__Problem details__: Locate the word "Mutex" in the data below, then copy every line that holds it.

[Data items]

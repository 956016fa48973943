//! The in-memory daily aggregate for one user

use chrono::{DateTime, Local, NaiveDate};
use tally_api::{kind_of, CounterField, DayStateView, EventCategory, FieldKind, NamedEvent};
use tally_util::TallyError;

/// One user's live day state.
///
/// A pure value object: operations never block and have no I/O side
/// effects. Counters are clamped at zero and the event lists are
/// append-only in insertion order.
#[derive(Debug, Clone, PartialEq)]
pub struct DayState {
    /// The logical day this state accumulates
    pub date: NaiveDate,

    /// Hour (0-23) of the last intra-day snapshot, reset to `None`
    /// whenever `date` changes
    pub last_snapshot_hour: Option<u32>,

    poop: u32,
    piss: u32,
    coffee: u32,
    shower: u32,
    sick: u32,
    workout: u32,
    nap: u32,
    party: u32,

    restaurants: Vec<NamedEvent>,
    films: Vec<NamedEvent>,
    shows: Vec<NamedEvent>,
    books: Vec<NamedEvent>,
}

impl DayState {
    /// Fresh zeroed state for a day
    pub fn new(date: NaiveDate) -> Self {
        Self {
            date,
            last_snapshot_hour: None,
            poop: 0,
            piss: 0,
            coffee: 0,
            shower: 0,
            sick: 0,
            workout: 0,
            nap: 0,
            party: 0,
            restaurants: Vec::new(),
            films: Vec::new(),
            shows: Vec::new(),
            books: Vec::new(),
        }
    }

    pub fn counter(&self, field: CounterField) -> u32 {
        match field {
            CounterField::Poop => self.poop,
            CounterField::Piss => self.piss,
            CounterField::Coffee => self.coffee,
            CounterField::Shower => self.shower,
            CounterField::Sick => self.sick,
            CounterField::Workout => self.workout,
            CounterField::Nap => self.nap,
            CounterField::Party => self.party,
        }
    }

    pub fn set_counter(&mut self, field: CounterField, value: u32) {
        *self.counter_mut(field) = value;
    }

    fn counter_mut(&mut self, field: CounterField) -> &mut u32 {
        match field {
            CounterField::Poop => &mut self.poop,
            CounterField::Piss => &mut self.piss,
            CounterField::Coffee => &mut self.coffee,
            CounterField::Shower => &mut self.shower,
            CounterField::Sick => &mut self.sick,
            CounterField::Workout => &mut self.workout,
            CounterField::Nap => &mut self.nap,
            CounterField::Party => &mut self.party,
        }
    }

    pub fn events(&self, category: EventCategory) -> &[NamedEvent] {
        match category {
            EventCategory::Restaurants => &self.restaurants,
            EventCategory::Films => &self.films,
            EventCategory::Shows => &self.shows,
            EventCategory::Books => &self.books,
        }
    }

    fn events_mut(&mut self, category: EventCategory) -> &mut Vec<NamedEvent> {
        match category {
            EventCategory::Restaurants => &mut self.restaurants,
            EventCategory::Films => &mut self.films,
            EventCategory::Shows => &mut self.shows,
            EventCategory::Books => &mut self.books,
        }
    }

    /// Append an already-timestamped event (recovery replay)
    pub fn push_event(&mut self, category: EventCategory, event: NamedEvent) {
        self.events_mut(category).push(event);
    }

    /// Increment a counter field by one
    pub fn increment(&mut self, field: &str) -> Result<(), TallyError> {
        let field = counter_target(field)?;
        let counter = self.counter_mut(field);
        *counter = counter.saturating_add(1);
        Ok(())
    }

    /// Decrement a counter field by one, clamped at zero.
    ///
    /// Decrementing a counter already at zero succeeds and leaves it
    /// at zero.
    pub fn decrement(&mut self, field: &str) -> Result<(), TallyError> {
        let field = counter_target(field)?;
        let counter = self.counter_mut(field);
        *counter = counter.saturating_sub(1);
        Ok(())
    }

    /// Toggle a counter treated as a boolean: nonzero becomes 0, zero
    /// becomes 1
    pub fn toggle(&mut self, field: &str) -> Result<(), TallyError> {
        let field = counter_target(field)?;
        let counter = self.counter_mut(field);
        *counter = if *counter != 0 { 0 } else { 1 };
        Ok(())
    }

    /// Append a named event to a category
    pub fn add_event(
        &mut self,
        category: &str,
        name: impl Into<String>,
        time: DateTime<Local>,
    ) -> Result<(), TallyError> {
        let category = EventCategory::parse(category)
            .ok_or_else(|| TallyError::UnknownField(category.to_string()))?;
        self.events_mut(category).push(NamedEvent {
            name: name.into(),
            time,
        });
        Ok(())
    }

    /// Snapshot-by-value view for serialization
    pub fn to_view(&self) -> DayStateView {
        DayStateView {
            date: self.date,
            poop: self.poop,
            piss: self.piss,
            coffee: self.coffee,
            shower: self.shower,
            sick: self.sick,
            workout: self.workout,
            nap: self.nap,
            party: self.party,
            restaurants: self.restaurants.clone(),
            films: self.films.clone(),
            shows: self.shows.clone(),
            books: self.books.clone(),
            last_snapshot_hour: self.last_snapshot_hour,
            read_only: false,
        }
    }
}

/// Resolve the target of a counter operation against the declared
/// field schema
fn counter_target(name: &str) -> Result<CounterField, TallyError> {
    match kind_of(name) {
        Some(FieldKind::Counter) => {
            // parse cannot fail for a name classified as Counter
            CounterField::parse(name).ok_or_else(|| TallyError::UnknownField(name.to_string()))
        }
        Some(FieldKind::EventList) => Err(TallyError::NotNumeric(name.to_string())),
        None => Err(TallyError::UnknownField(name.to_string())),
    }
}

---

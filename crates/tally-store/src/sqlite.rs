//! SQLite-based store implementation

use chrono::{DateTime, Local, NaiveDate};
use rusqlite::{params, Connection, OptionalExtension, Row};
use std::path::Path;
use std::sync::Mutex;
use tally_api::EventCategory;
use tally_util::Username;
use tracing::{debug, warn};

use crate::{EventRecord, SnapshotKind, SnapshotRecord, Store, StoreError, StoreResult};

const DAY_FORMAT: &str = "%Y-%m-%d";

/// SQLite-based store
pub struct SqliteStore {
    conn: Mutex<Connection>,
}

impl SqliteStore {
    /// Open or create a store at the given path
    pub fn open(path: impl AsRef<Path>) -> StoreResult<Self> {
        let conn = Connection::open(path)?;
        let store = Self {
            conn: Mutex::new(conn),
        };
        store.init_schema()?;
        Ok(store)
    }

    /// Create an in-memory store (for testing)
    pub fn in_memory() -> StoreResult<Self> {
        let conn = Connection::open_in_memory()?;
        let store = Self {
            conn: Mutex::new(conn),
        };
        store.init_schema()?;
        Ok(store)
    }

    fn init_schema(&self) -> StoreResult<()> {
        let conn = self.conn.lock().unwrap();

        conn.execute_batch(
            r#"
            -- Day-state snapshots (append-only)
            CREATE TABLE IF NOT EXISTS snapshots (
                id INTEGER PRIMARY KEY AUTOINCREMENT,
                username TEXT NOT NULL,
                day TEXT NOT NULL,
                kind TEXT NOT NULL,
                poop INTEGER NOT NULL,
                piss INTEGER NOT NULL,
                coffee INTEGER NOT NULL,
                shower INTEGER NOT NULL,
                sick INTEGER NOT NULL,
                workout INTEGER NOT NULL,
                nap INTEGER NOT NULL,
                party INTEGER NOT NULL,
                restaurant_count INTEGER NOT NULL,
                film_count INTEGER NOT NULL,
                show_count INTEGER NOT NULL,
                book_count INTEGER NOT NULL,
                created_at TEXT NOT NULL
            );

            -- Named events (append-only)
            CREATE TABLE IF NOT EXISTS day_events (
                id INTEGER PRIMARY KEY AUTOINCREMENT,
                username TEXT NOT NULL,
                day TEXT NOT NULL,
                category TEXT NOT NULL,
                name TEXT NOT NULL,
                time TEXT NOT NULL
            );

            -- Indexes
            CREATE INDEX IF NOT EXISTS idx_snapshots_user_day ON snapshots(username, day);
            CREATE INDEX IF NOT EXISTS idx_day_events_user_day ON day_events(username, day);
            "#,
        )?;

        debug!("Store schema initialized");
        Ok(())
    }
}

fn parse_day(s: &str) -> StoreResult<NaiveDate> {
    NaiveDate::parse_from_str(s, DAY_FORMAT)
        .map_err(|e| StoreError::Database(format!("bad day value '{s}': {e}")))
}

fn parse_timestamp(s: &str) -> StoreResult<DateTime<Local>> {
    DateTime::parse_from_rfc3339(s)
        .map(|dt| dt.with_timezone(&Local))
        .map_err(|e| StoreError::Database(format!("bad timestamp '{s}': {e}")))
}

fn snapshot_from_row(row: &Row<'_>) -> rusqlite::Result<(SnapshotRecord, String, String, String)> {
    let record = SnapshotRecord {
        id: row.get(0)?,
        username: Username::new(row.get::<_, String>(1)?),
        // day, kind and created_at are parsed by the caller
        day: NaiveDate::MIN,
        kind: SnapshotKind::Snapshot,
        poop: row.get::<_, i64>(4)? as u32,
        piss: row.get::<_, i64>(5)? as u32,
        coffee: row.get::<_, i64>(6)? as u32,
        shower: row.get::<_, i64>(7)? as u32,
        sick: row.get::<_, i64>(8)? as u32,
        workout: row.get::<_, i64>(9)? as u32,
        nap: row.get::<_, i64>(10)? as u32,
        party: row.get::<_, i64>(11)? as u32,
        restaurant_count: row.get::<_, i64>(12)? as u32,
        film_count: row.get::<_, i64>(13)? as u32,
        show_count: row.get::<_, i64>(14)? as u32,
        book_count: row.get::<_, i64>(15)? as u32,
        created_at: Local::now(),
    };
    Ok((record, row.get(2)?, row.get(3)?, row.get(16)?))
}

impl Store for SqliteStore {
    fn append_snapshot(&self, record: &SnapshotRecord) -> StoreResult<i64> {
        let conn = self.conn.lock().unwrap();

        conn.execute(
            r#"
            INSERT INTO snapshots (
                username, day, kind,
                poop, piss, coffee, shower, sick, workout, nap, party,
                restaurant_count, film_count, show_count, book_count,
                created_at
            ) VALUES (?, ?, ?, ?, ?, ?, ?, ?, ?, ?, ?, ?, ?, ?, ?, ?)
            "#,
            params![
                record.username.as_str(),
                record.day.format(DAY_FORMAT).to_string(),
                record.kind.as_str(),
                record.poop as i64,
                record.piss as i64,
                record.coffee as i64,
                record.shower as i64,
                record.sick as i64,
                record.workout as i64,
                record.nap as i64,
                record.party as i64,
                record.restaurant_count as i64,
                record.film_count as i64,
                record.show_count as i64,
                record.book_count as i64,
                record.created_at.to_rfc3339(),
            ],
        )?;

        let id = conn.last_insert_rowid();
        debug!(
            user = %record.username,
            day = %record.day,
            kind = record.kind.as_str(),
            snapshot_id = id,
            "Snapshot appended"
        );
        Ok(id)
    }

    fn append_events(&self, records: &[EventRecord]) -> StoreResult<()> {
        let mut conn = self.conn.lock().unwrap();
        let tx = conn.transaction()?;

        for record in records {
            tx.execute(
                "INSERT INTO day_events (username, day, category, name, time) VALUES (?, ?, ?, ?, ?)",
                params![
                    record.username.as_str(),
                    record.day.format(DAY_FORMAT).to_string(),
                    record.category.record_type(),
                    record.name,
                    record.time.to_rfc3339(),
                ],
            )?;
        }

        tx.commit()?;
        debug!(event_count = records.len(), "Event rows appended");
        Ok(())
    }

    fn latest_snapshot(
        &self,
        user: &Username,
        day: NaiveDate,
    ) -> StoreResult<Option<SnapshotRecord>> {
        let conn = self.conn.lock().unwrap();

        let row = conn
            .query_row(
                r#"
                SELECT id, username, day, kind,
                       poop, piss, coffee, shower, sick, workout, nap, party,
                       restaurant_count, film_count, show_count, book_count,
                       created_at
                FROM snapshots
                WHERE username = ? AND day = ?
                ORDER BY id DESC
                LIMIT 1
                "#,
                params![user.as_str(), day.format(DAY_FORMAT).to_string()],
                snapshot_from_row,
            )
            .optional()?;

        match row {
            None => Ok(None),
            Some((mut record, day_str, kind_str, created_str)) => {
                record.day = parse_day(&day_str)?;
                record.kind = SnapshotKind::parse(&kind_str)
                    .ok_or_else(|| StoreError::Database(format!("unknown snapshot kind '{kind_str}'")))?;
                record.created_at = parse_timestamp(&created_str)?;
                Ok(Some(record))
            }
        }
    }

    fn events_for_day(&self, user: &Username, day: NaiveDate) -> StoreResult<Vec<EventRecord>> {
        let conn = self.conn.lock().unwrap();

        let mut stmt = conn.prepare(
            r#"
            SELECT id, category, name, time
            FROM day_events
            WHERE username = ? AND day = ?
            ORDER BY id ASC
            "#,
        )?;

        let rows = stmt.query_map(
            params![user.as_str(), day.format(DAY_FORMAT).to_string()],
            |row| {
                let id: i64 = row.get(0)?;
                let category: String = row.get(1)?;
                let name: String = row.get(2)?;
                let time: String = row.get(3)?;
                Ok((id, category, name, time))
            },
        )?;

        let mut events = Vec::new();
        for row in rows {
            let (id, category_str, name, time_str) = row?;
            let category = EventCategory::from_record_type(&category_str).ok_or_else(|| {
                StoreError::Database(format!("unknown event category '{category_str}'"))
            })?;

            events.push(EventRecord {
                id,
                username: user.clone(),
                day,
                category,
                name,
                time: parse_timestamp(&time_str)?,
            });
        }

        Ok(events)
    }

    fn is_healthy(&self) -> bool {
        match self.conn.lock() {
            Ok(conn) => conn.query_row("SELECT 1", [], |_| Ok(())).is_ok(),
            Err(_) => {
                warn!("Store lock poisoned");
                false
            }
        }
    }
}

--

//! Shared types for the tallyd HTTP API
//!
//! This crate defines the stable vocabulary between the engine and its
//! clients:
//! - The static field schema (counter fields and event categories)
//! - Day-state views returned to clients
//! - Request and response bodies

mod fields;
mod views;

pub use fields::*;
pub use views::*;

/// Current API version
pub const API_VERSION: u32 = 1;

__Answer for this exercise__:
use std::sync::Mutex;
    conn: Mutex<Connection>,
            conn: Mutex::new(conn),
            conn: Mutex::new(conn),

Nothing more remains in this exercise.